Police try to attribute death of student in their custody to childhood injuries
Ihor Indylo, a student who should have turned 20 the next day died in police custody in May. He had committed no offence, went voluntarily to the police station, apparently after an altercation with a police officer living in the same student hostel. He died from head injuries and haemorrhaging. The police claimed that Ihor fell in a state of inebriation and that no police officers are implicated in his death. After a report on the TV 1 + 1 Channel, the story became high-profile, with the Prosecutor General and Kyiv Prosecutor promising to get to the bottom of it, and then the President meeting Ihor’s parents last week.

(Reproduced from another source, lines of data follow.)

//! Hourly refresh loop: settings, cache, and display, once at startup and then
//! at a fixed minute past every hour.

use crate::{
    app::Logger,
    cache::ImageCache,
    display::{DisplayDriver, DisplayOutcome, ProcessSupervisor},
    probe::NetworkPlan,
    remote::{HttpTransport, ImageName, SettingsClient},
    retry::Sleeper,
};
use chrono::{DateTime, TimeZone, Timelike};
use std::path::{Path, PathBuf};
use std::time::Duration;

const HOUR_MS: u64 = 3_600_000;

#[derive(Debug, Clone, Copy, PartialEq, Eq)]
pub enum SchedulerState {
    Init,
    DisplayImmediate,
    Wait,
    Refresh,
    Stopped,
}

/// Result of one settings/cache/display pass.
#[derive(Debug, Clone, PartialEq, Eq)]
pub enum CycleOutcome {
    Displayed(PathBuf),
    Unchanged(PathBuf),
    NoSettings,
    DownloadFailed,
    DisplayFailed(String),
}

/// Time from `now` until the next `HH:minute:00`. Exactly on the mark is zero.
pub fn next_wake<Tz: TimeZone>(now: &DateTime<Tz>, minute: u32) -> Duration {
    let nanos = u64::from(now.nanosecond().min(999_999_999));
    let into_hour_ms =
        (u64::from(now.minute()) * 60 + u64::from(now.second())) * 1_000 + nanos / 1_000_000;
    let target_ms = u64::from(minute.min(59)) * 60_000;
    let wait_ms = if into_hour_ms <= target_ms {
        target_ms - into_hour_ms
    } else {
        HOUR_MS - into_hour_ms + target_ms
    };
    Duration::from_millis(wait_ms)
}

pub struct Scheduler<'a, T: HttpTransport + ?Sized, S: ProcessSupervisor> {
    plan: NetworkPlan,
    image_dir: &'a Path,
    transport: &'a T,
    display: DisplayDriver<'a, S>,
    refresh_minute: u32,
    logger: &'a Logger,
    state: SchedulerState,
    shown: Option<ImageName>,
    display_failed: bool,
}

impl<'a, T: HttpTransport + ?Sized, S: ProcessSupervisor> Scheduler<'a, T, S> {
    pub fn new(
        plan: NetworkPlan,
        image_dir: &'a Path,
        transport: &'a T,
        display: DisplayDriver<'a, S>,
        refresh_minute: u32,
        logger: &'a Logger,
    ) -> Self {
        Self {
            plan,
            image_dir,
            transport,
            display,
            refresh_minute,
            logger,
            state: SchedulerState::Init,
            shown: None,
            display_failed: false,
        }
    }

    pub fn state(&self) -> SchedulerState {
        self.state
    }

    pub fn display(&self) -> &DisplayDriver<'a, S> {
        &self.display
    }

    /// Name of the image currently on screen, if the last draw succeeded.
    pub fn shown(&self) -> Option<&ImageName> {
        self.shown.as_ref()
    }

    /// Console preparation done once before the first draw.
    pub fn prepare(&mut self) {
        self.display.hide_cursor();
    }

    /// One pass. Never fails; problems are logged and leave the screen as is.
    pub fn run_cycle(&mut self) -> CycleOutcome {
        let settings_client = SettingsClient::new(self.transport, self.logger);
        let Some((base, settings)) = settings_client.fetch_first(&self.plan.bases) else {
            self.logger.warn("No settings available this cycle; keeping the current image.");
            return CycleOutcome::NoSettings;
        };

        let cache = ImageCache::new(self.image_dir, self.transport, self.logger);
        let Some(image) = cache.ensure(&base, &settings) else {
            return CycleOutcome::DownloadFailed;
        };

        let changed = self.shown.as_ref() != Some(&image.name);
        if !(changed || image.downloaded || settings.force_update || self.display_failed) {
            self.logger.info(format!("Image {} unchanged; not redrawing.", image.name));
            return CycleOutcome::Unchanged(image.path);
        }

        match self.display.show(&image.path) {
            DisplayOutcome::Shown => {
                self.shown = Some(image.name);
                self.display_failed = false;
                CycleOutcome::Displayed(image.path)
            }
            DisplayOutcome::Failed(reason) => {
                self.shown = None;
                self.display_failed = true;
                CycleOutcome::DisplayFailed(reason)
            }
        }
    }

    /// Advance the state machine by one transition.
    pub fn step<Sl, Tz, C>(&mut self, sleeper: &Sl, clock: C) -> SchedulerState
    where
        Sl: Sleeper + ?Sized,
        Tz: TimeZone,
        C: Fn() -> DateTime<Tz>,
    {
        self.state = match self.state {
            SchedulerState::Init => {
                self.prepare();
                SchedulerState::DisplayImmediate
            }
            SchedulerState::DisplayImmediate | SchedulerState::Refresh => {
                self.run_cycle();
                SchedulerState::Wait
            }
            SchedulerState::Wait => {
                let wait = next_wake(&clock(), self.refresh_minute);
                self.logger.info(format!(
                    "Next refresh in {}.",
                    humantime::format_duration(Duration::from_secs(wait.as_secs()))
                ));
                if sleeper.sleep(wait) {
                    SchedulerState::Refresh
                } else {
                    SchedulerState::Stopped
                }
            }
            SchedulerState::Stopped => SchedulerState::Stopped,
        };
        self.state
    }

    /// Loop until the sleeper reports shutdown.
    pub fn run<Sl, Tz, C>(&mut self, sleeper: &Sl, clock: C)
    where
        Sl: Sleeper + ?Sized,
        Tz: TimeZone,
        C: Fn() -> DateTime<Tz>,
    {
        while self.step(sleeper, &clock) != SchedulerState::Stopped {}
        self.logger.info("Shutdown requested; scheduler stopped.");
    }
}

#[cfg(test)]
mod tests {
    use super::*;
    use crate::app::LogLevel;
    use crate::display::fake::{FakeSupervisor, ViewerBehavior};
    use crate::display::DisplayOptions;
    use crate::probe::NetworkPosition;
    use crate::remote::fake::FakeTransport;
    use crate::remote::BaseUrl;
    use crate::retry::RecordingSleeper;
    use chrono::Utc;
    use std::time::SystemTime;

    const BASE: &str = "http://frame.test";

    fn at(h: u32, m: u32, s: u32) -> DateTime<Utc> {
        Utc.with_ymd_and_hms(2026, 10, 14, h, m, s).unwrap()
    }

    fn plan() -> NetworkPlan {
        NetworkPlan {
            position: NetworkPosition::Internal,
            bases: vec![BaseUrl::parse(BASE).unwrap()],
        }
    }

    fn display_options(dir: &Path) -> DisplayOptions {
        DisplayOptions {
            viewer_program: "fbi".into(),
            viewer_args: vec!["-a".into(), "{path}".into()],
            framebuffer_device: PathBuf::from("/dev/fb0"),
            cursor_blink_path: dir.join("cursor_blink"),
            start_timeout: Duration::from_millis(10),
            terminate_wait: Duration::from_millis(10),
        }
    }

    fn settings_body(name: &str) -> Vec<u8> {
        format!(r#"{{"currentPic":"{name}","setDate":1700000000}}"#).into_bytes()
    }

    fn modified() -> Option<SystemTime> {
        Some(SystemTime::UNIX_EPOCH + Duration::from_secs(1_700_000_000))
    }

    #[test]
    fn wake_math_matches_the_hourly_mark() {
        assert_eq!(
            next_wake(&at(10, 2, 30), 1),
            Duration::from_secs(58 * 60 + 30)
        );
        assert_eq!(next_wake(&at(10, 1, 0), 1), Duration::ZERO);
        assert_eq!(next_wake(&at(10, 0, 0), 1), Duration::from_secs(60));
        assert_eq!(next_wake(&at(10, 59, 59), 0), Duration::from_secs(1));
        assert_eq!(next_wake(&at(10, 30, 0), 45), Duration::from_secs(15 * 60));
    }

    #[test]
    fn wake_math_counts_subsecond_offsets() {
        let now = at(10, 0, 59) + chrono::Duration::milliseconds(250);
        assert_eq!(next_wake(&now, 1), Duration::from_millis(750));
    }

    #[test]
    fn unchanged_settings_draw_once() {
        let dir = tempfile::tempdir().unwrap();
        let logger = Logger::stdout_only(LogLevel::Debug);
        let transport = FakeTransport::new();
        transport.route(&format!("{BASE}/settings"), 200, settings_body("sunset.jpg"));
        transport.route_file(
            &format!("{BASE}/images/sunset.jpg"),
            b"jpeg bytes".to_vec(),
            modified(),
        );
        let display = DisplayDriver::new(
            display_options(dir.path()),
            FakeSupervisor::new(ViewerBehavior::Exits(0)),
            &logger,
        );
        let mut scheduler = Scheduler::new(plan(), dir.path(), &transport, display, 1, &logger);

        let path = dir.path().join("sunset.jpg");
        assert_eq!(scheduler.run_cycle(), CycleOutcome::Displayed(path.clone()));
        assert_eq!(scheduler.run_cycle(), CycleOutcome::Unchanged(path.clone()));
        assert_eq!(transport.download_count(), 1);
        assert_eq!(scheduler.display().supervisor().spawns().len(), 1);
        assert_eq!(std::fs::read(&path).unwrap(), b"jpeg bytes");
        assert_eq!(scheduler.shown().map(ImageName::as_str), Some("sunset.jpg"));
    }

    #[test]
    fn new_name_triggers_redraw() {
        let dir = tempfile::tempdir().unwrap();
        let logger = Logger::stdout_only(LogLevel::Debug);
        let transport = FakeTransport::new();
        transport.route(&format!("{BASE}/settings"), 200, settings_body("a.jpg"));
        transport.route_file(&format!("{BASE}/images/a.jpg"), b"a".to_vec(), modified());
        transport.route_file(&format!("{BASE}/images/b.jpg"), b"b".to_vec(), modified());
        let display = DisplayDriver::new(
            display_options(dir.path()),
            FakeSupervisor::new(ViewerBehavior::Exits(0)),
            &logger,
        );
        let mut scheduler = Scheduler::new(plan(), dir.path(), &transport, display, 1, &logger);

        assert!(matches!(scheduler.run_cycle(), CycleOutcome::Displayed(_)));
        transport.route(&format!("{BASE}/settings"), 200, settings_body("b.jpg"));
        assert_eq!(
            scheduler.run_cycle(),
            CycleOutcome::Displayed(dir.path().join("b.jpg"))
        );
        assert_eq!(scheduler.display().supervisor().spawns().len(), 2);
    }

    #[test]
    fn missing_settings_leave_display_untouched() {
        let dir = tempfile::tempdir().unwrap();
        let logger = Logger::stdout_only(LogLevel::Debug);
        let transport = FakeTransport::new();
        transport.route(&format!("{BASE}/settings"), 200, br#"{"setDate":1}"#.to_vec());
        let display = DisplayDriver::new(
            display_options(dir.path()),
            FakeSupervisor::new(ViewerBehavior::Exits(0)).with_running(&[55]),
            &logger,
        );
        let mut scheduler = Scheduler::new(plan(), dir.path(), &transport, display, 1, &logger);

        assert_eq!(scheduler.run_cycle(), CycleOutcome::NoSettings);
        assert!(scheduler.display().supervisor().events().is_empty());
        assert_eq!(scheduler.display().supervisor().running(), vec![55]);
    }

    #[test]
    fn failed_display_is_retried_next_cycle() {
        let dir = tempfile::tempdir().unwrap();
        let logger = Logger::stdout_only(LogLevel::Debug);
        let transport = FakeTransport::new();
        transport.route(&format!("{BASE}/settings"), 200, settings_body("sunset.jpg"));
        transport.route_file(
            &format!("{BASE}/images/sunset.jpg"),
            b"jpeg".to_vec(),
            modified(),
        );
        let display = DisplayDriver::new(
            display_options(dir.path()),
            FakeSupervisor::new(ViewerBehavior::Exits(1)),
            &logger,
        );
        let mut scheduler = Scheduler::new(plan(), dir.path(), &transport, display, 1, &logger);

        assert!(matches!(
            scheduler.run_cycle(),
            CycleOutcome::DisplayFailed(_)
        ));
        assert!(scheduler.shown().is_none());
        assert!(matches!(
            scheduler.run_cycle(),
            CycleOutcome::DisplayFailed(_)
        ));
        assert_eq!(transport.download_count(), 1);
        assert_eq!(scheduler.display().supervisor().spawns().len(), 2);
    }

    #[test]
    fn download_failure_keeps_going() {
        let dir = tempfile::tempdir().unwrap();
        let logger = Logger::stdout_only(LogLevel::Debug);
        let transport = FakeTransport::new();
        transport.route(&format!("{BASE}/settings"), 200, settings_body("gone.jpg"));
        transport.route(&format!("{BASE}/images/gone.jpg"), 404, Vec::new());
        let display = DisplayDriver::new(
            display_options(dir.path()),
            FakeSupervisor::new(ViewerBehavior::Exits(0)),
            &logger,
        );
        let mut scheduler = Scheduler::new(plan(), dir.path(), &transport, display, 1, &logger);

        assert_eq!(scheduler.run_cycle(), CycleOutcome::DownloadFailed);
        assert!(scheduler.display().supervisor().spawns().is_empty());
        assert!(!dir.path().join("gone.jpg").exists());
    }

    #[test]
    fn run_walks_states_until_shutdown() {
        let dir = tempfile::tempdir().unwrap();
        let logger = Logger::stdout_only(LogLevel::Debug);
        let transport = FakeTransport::new();
        transport.route(&format!("{BASE}/settings"), 200, settings_body("sunset.jpg"));
        transport.route_file(
            &format!("{BASE}/images/sunset.jpg"),
            b"jpeg".to_vec(),
            modified(),
        );
        let display = DisplayDriver::new(
            display_options(dir.path()),
            FakeSupervisor::new(ViewerBehavior::Exits(0)),
            &logger,
        );
        let mut scheduler = Scheduler::new(plan(), dir.path(), &transport, display, 1, &logger);
        let sleeper = RecordingSleeper::stopping_after(2);

        assert_eq!(scheduler.state(), SchedulerState::Init);
        scheduler.run(&sleeper, || at(10, 2, 30));
        assert_eq!(scheduler.state(), SchedulerState::Stopped);
        assert_eq!(
            sleeper.calls(),
            vec![Duration::from_secs(58 * 60 + 30); 3]
        );
        assert_eq!(transport.download_count(), 1);
        assert_eq!(scheduler.display().supervisor().spawns().len(), 1);
        assert_eq!(
            std::fs::read_to_string(dir.path().join("cursor_blink")).unwrap(),
            "0"
        );
    }

    #[test]
    fn uncreatable_image_dir_fails_only_the_download() {
        let dir = tempfile::tempdir().unwrap();
        let blocker = dir.path().join("not-a-dir");
        std::fs::write(&blocker, b"file").unwrap();
        let images = blocker.join("images");
        let logger = Logger::stdout_only(LogLevel::Debug);
        let transport = FakeTransport::new();
        transport.route(&format!("{BASE}/settings"), 200, settings_body("sunset.jpg"));
        transport.route_file(
            &format!("{BASE}/images/sunset.jpg"),
            b"jpeg".to_vec(),
            modified(),
        );
        let display = DisplayDriver::new(
            display_options(dir.path()),
            FakeSupervisor::new(ViewerBehavior::Exits(0)),
            &logger,
        );
        let mut scheduler = Scheduler::new(plan(), &images, &transport, display, 1, &logger);

        assert_eq!(scheduler.run_cycle(), CycleOutcome::DownloadFailed);
        assert!(scheduler.display().supervisor().spawns().is_empty());
    }
}
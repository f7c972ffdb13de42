use std::fs::File;
use std::io::Write;
use std::path::{Path, PathBuf};
use std::str::FromStr;

use chrono::Local;

const TIMESTAMP_FORMAT: &str = "%Y-%m-%d %H:%M:%S";

/// Log verbosity levels.
#[derive(Debug, Clone, Copy, PartialEq, Eq, PartialOrd, Ord, Default)]
pub enum LogLevel {
    Error = 0,
    Warn = 1,
    #[default]
    Info = 2,
    Debug = 3,
    Trace = 4,
}

impl LogLevel {
    pub fn as_str(&self) -> &'static str {
        match self {
            LogLevel::Error => "error",
            LogLevel::Warn => "warn",
            LogLevel::Info => "info",
            LogLevel::Debug => "debug",
            LogLevel::Trace => "trace",
        }
    }
}

impl std::fmt::Display for LogLevel {
    fn fmt(&self, f: &mut std::fmt::Formatter<'_>) -> std::fmt::Result {
        f.write_str(self.as_str())
    }
}

impl FromStr for LogLevel {
    type Err = String;
    fn from_str(s: &str) -> Result<Self, Self::Err> {
        match s.to_ascii_lowercase().as_str() {
            "error" => Ok(LogLevel::Error),
            "warn" | "warning" => Ok(LogLevel::Warn),
            "info" => Ok(LogLevel::Info),
            "debug" => Ok(LogLevel::Debug),
            "trace" => Ok(LogLevel::Trace),
            other => Err(format!("unknown log level '{other}'")),
        }
    }
}

/// Stdout + append-only file logger.
///
/// Lines look like `2024-11-14 22:13:20 - File sunset.jpg downloaded successfully.`;
/// warnings and errors carry a `WARN:`/`ERROR:` tag after the dash.
pub struct Logger {
    level: LogLevel,
    file: Option<File>,
    path: Option<PathBuf>,
}

impl Logger {
    pub fn new(level: LogLevel, file_path: Option<PathBuf>) -> Self {
        let env_level = std::env::var("PICFRAME_LOG_LEVEL")
            .ok()
            .and_then(|s| LogLevel::from_str(&s).ok());
        let effective_level = env_level.unwrap_or(level);

        let env_file = std::env::var_os("PICFRAME_LOG_PATH").map(PathBuf::from);
        let path = env_file.or(file_path);
        let file = path.as_deref().and_then(|p| match open_append(p) {
            Ok(file) => Some(file),
            Err(err) => {
                eprintln!(
                    "{} - WARN: cannot open log file {}: {err}; logging to stdout only",
                    Local::now().format(TIMESTAMP_FORMAT),
                    p.display()
                );
                None
            }
        });
        Self {
            level: effective_level,
            path: file.as_ref().and(path),
            file,
        }
    }

    /// Logger without a file sink.
    pub fn stdout_only(level: LogLevel) -> Self {
        Self {
            level,
            file: None,
            path: None,
        }
    }

    pub fn level(&self) -> LogLevel {
        self.level
    }

    pub fn path(&self) -> Option<&Path> {
        self.path.as_deref()
    }

    pub fn log(&self, level: LogLevel, msg: impl AsRef<str>) {
        if level > self.level {
            return;
        }
        let ts = Local::now().format(TIMESTAMP_FORMAT);
        let line = match level {
            LogLevel::Error => format!("{ts} - ERROR: {}", msg.as_ref()),
            LogLevel::Warn => format!("{ts} - WARN: {}", msg.as_ref()),
            _ => format!("{ts} - {}", msg.as_ref()),
        };
        println!("{line}");
        if let Some(mut file) = self.file.as_ref() {
            let _ = writeln!(file, "{line}");
        }
    }

    pub fn error(&self, msg: impl AsRef<str>) {
        self.log(LogLevel::Error, msg);
    }

    pub fn warn(&self, msg: impl AsRef<str>) {
        self.log(LogLevel::Warn, msg);
    }

    pub fn info(&self, msg: impl AsRef<str>) {
        self.log(LogLevel::Info, msg);
    }

    pub fn debug(&self, msg: impl AsRef<str>) {
        self.log(LogLevel::Debug, msg);
    }

    pub fn trace(&self, msg: impl AsRef<str>) {
        self.log(LogLevel::Trace, msg);
    }
}

fn open_append(path: &Path) -> std::io::Result<File> {
    std::fs::OpenOptions::new()
        .create(true)
        .append(true)
        .open(path)
}
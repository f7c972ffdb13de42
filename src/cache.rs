//! Local image store: decides whether the file for the current selection is
//! fresh and replaces it when it is not.

use crate::{
    app::Logger,
    remote::{BaseUrl, Download, HttpTransport, ImageName, RemoteMeta, Settings},
    Error, Result,
};
use std::fs;
use std::path::{Path, PathBuf};
use std::time::{SystemTime, UNIX_EPOCH};

/// A local file that is safe to hand to the viewer.
#[derive(Debug, Clone, PartialEq, Eq)]
pub struct CachedImage {
    pub name: ImageName,
    pub path: PathBuf,
    /// True when this call replaced the file.
    pub downloaded: bool,
}

/// Size and mtime of the local copy.
#[derive(Debug, Clone, Copy, PartialEq, Eq)]
pub struct LocalMeta {
    pub len: u64,
    pub modified: Option<SystemTime>,
}

impl LocalMeta {
    pub fn read(path: &Path) -> Option<Self> {
        let meta = fs::metadata(path).ok()?;
        if !meta.is_file() {
            return None;
        }
        Some(Self {
            len: meta.len(),
            modified: meta.modified().ok(),
        })
    }
}

/// Both remote fields must be present and equal to the local ones; mtimes are
/// compared in whole seconds because HTTP dates carry no fraction.
pub fn is_fresh(local: &LocalMeta, remote: &RemoteMeta) -> bool {
    let (Some(remote_len), Some(remote_modified)) = (remote.content_length, remote.last_modified)
    else {
        return false;
    };
    let Some(local_modified) = local.modified else {
        return false;
    };
    local.len == remote_len && epoch_secs(local_modified) == epoch_secs(remote_modified)
}

fn epoch_secs(time: SystemTime) -> Option<u64> {
    time.duration_since(UNIX_EPOCH).ok().map(|d| d.as_secs())
}

pub struct ImageCache<'a, T: HttpTransport + ?Sized> {
    dir: &'a Path,
    transport: &'a T,
    logger: &'a Logger,
}

impl<'a, T: HttpTransport + ?Sized> ImageCache<'a, T> {
    pub fn new(dir: &'a Path, transport: &'a T, logger: &'a Logger) -> Self {
        Self {
            dir,
            transport,
            logger,
        }
    }

    pub fn local_path(&self, name: &ImageName) -> PathBuf {
        self.dir.join(name.as_str())
    }

    /// Return a valid local file for `settings.current_pic`, downloading only when
    /// the local copy is missing, stale, unverifiable, or a force update was asked for.
    pub fn ensure(&self, base: &BaseUrl, settings: &Settings) -> Option<CachedImage> {
        let name = &settings.current_pic;
        let path = self.local_path(name);

        if !settings.force_update && self.is_up_to_date(base, name, &path) {
            self.logger.info(format!("Local copy of {name} is up to date."));
            return Some(CachedImage {
                name: name.clone(),
                path,
                downloaded: false,
            });
        }
        if settings.force_update {
            self.logger.info(format!("Force update requested for {name}."));
        }

        let url = base.image_url(name, settings.set_date);
        self.logger.info(format!("Downloading from {url}..."));
        match self.download_to(&url, &path) {
            Ok(download) => {
                self.logger.info(format!(
                    "File {name} downloaded successfully ({} bytes).",
                    download.bytes
                ));
                Some(CachedImage {
                    name: name.clone(),
                    path,
                    downloaded: true,
                })
            }
            Err(Error::HttpStatus(code)) => {
                self.logger.warn(format!("Failed to download image. HTTP Status: {code}"));
                None
            }
            Err(err) => {
                self.logger.warn(format!("Error downloading image: {err}"));
                None
            }
        }
    }

    fn is_up_to_date(&self, base: &BaseUrl, name: &ImageName, path: &Path) -> bool {
        let Some(local) = LocalMeta::read(path) else {
            self.logger.debug(format!("No local copy of {name}; downloading."));
            return false;
        };
        match self.transport.head(&base.image_url(name, None)) {
            Ok(remote) => {
                let fresh = is_fresh(&local, &remote);
                if !fresh {
                    self.logger.info(format!(
                        "Local copy of {name} differs from server (local {} bytes, remote {:?} bytes); redownloading.",
                        local.len, remote.content_length
                    ));
                }
                fresh
            }
            Err(err) => {
                self.logger.warn(format!(
                    "Metadata probe for {name} failed: {err}; assuming stale."
                ));
                false
            }
        }
    }

    /// Stream into a temp file next to `target`, then rename over it so the
    /// viewer never sees a partial image.
    fn download_to(&self, url: &reqwest::Url, target: &Path) -> Result<Download> {
        fs::create_dir_all(self.dir)?;
        let mut part = tempfile::Builder::new()
            .prefix(".picframe-")
            .suffix(".part")
            .tempfile_in(self.dir)?;
        let download = self.transport.download(url, part.as_file_mut())?;
        if let Some(modified) = download.last_modified {
            part.as_file().set_modified(modified)?;
        }
        part.as_file().sync_all()?;
        part.persist(target).map_err(|e| e.error)?;
        Ok(download)
    }
}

Unfortunately, there would seem little evidence of real will to prosecute those guilty of a young man’s death. It is reported at www.golosua.com that Ihor’s medical records are being used to justify the police version of events. The agency quotes its own sources within the Ministry of Internal Affairs [MIA] as saying that investigators have questioned doctors in several hospitals of the Chernihiv region and taken Ihor’s medical records away. The management of the Kyiv Prosecutor’s Office have already been told that Ihor had been injured several times in childhood and that his parents had supposedly concealed this from the law enforcement bodies.
The examples range from a skull injury requiring hospitalization when he was 7, and allegations that on 18 November 2008 he took part in a fight in the Kyiv Hydropark and also received a head injury.
“If you put these cases together, the result of the second forensic medical examination promised for September, is predictable. They’ll claim that the student had had head injuries before, and that it’s not surprising that he died after falling on a wooden fall. And they’ll terminate the case.”
Ihor’s mother, Ludmila Indylo, stresses that there were no long-term consequences of her son’s childhood injuries. She notes, too, that in October 2009 he went through all the medical tests for conscription and was found to be health and able to do military service. She is convinced that her son was beaten in the Shevchenkivsky Police Station, and then the doctors did not save him. “Both the police and the doctors are to blame.”